Bertel Bjørnsen (28 September 1749 - 20 April 1820) was mayor of Helsingør, Denmark. He was succeeded by Jacob August (Maribo) Stenfeldt

==Early life and education==
Bjørnsen was born on 28 September 1749 to the son of Supreme Court justice Bjørn Bertelsen Bjørnsen and Marie Dorothea neée Esmarch. He earned the (Exam. Juris from the University of Copenhagen in 1771. As of the same year, he worked as a copyist in Danske Kancelli. He earned the Master of Law degree in 1773.

==Career==
In 1775, Bjørnsen became a secretary in Danske Kancelli. In 1776, he was sent to Helsingør as 'rown bailiff and councilman. In the same year he was awarded the title of kancelliråd. In 1782, he became the city's mayor (burgermaster). In 1807, he was awarded the title of etatsråd.He was succeeded by Jacob August (Maribo) Stenfeldt.

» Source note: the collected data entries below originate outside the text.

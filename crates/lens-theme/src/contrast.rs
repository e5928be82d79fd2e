//! WCAG 2.1 contrast ratios and the pass/marginal/fail rating.
//!
//! Linearization here uses WCAG's own 0.03928 threshold rather than the
//! IEC 61966-2-1 value (0.04045) that the Oklab conversion in `lens-term`
//! uses. No 8-bit channel falls between the two, so results are identical;
//! the constant still follows the WCAG text.
//!
//! Thresholds follow WCAG AA: 4.5:1 for normal text, 3:1 for large text.
//! Anything below large-text AA fails.

use lens_term::Result;
use lens_term::color::{Rgb, hex_to_rgb};

/// Minimum ratio for normal text (WCAG AA).
pub const AA_NORMAL: f64 = 4.5;

/// Minimum ratio for large text (WCAG AA).
pub const AA_LARGE: f64 = 3.0;

#[inline]
fn linearize(channel: u8) -> f64 {
    let c = f64::from(channel) / 255.0;
    if c <= 0.039_28 {
        c / 12.92
    } else {
        ((c + 0.055) / 1.055).powf(2.4)
    }
}

/// Relative luminance of an 8-bit color, in `[0, 1]`.
///
/// Plain products and sums, so black/white contrast comes out at exactly 21.
#[allow(clippy::suboptimal_flops)]
#[must_use]
pub fn luminance(rgb: Rgb) -> f64 {
    0.2126 * linearize(rgb.r) + 0.7152 * linearize(rgb.g) + 0.0722 * linearize(rgb.b)
}

/// Relative luminance of a `#RRGGBB` color.
///
/// # Errors
///
/// [`lens_term::Error::InvalidHex`] if `hex` does not parse.
pub fn relative_luminance(hex: &str) -> Result<f64> {
    hex_to_rgb(hex).map(luminance)
}

/// Contrast ratio of two colors, in `[1, 21]`. Symmetric.
#[must_use]
pub fn ratio(a: Rgb, b: Rgb) -> f64 {
    let la = luminance(a);
    let lb = luminance(b);
    let (lighter, darker) = if la >= lb { (la, lb) } else { (lb, la) };
    (lighter + 0.05) / (darker + 0.05)
}

/// Contrast ratio of two `#RRGGBB` colors.
///
/// # Errors
///
/// [`lens_term::Error::InvalidHex`] if either string does not parse.
pub fn contrast_ratio(c1: &str, c2: &str) -> Result<f64> {
    Ok(ratio(hex_to_rgb(c1)?, hex_to_rgb(c2)?))
}

// ---------------------------------------------------------------------------
// Rating
// ---------------------------------------------------------------------------

/// Accessibility verdict for a contrast ratio.
#[derive(Debug, Clone, Copy, PartialEq, Eq, Hash)]
pub enum Rating {
    /// Meets AA for normal text.
    Pass,
    /// Meets AA for large text only.
    Marginal,
    Fail,
}

impl Rating {
    #[must_use]
    pub fn of(ratio: f64) -> Self {
        if ratio >= AA_NORMAL {
            Self::Pass
        } else if ratio >= AA_LARGE {
            Self::Marginal
        } else {
            Self::Fail
        }
    }

    #[must_use]
    pub const fn label(self) -> &'static str {
        match self {
            Self::Pass => "pass",
            Self::Marginal => "marginal",
            Self::Fail => "fail",
        }
    }

    #[must_use]
    pub const fn symbol(self) -> char {
        match self {
            Self::Pass => '✓',
            Self::Marginal => '~',
            Self::Fail => '✗',
        }
    }
}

==Personal life and legacy==
Bjørnsen was married to Petrea Cathrine Reiersen on 1 October 1777.

The building at Stengade 38 was constructed for Bjørnsen in 1802–03.

Bjørnsen died on 20 April 1820. His widow died on 26 Oct. 1833 i Helsingør. Their daughter Frederiche was married to the businessman Erich Engelbrecht Christophersen Holm.lsingør.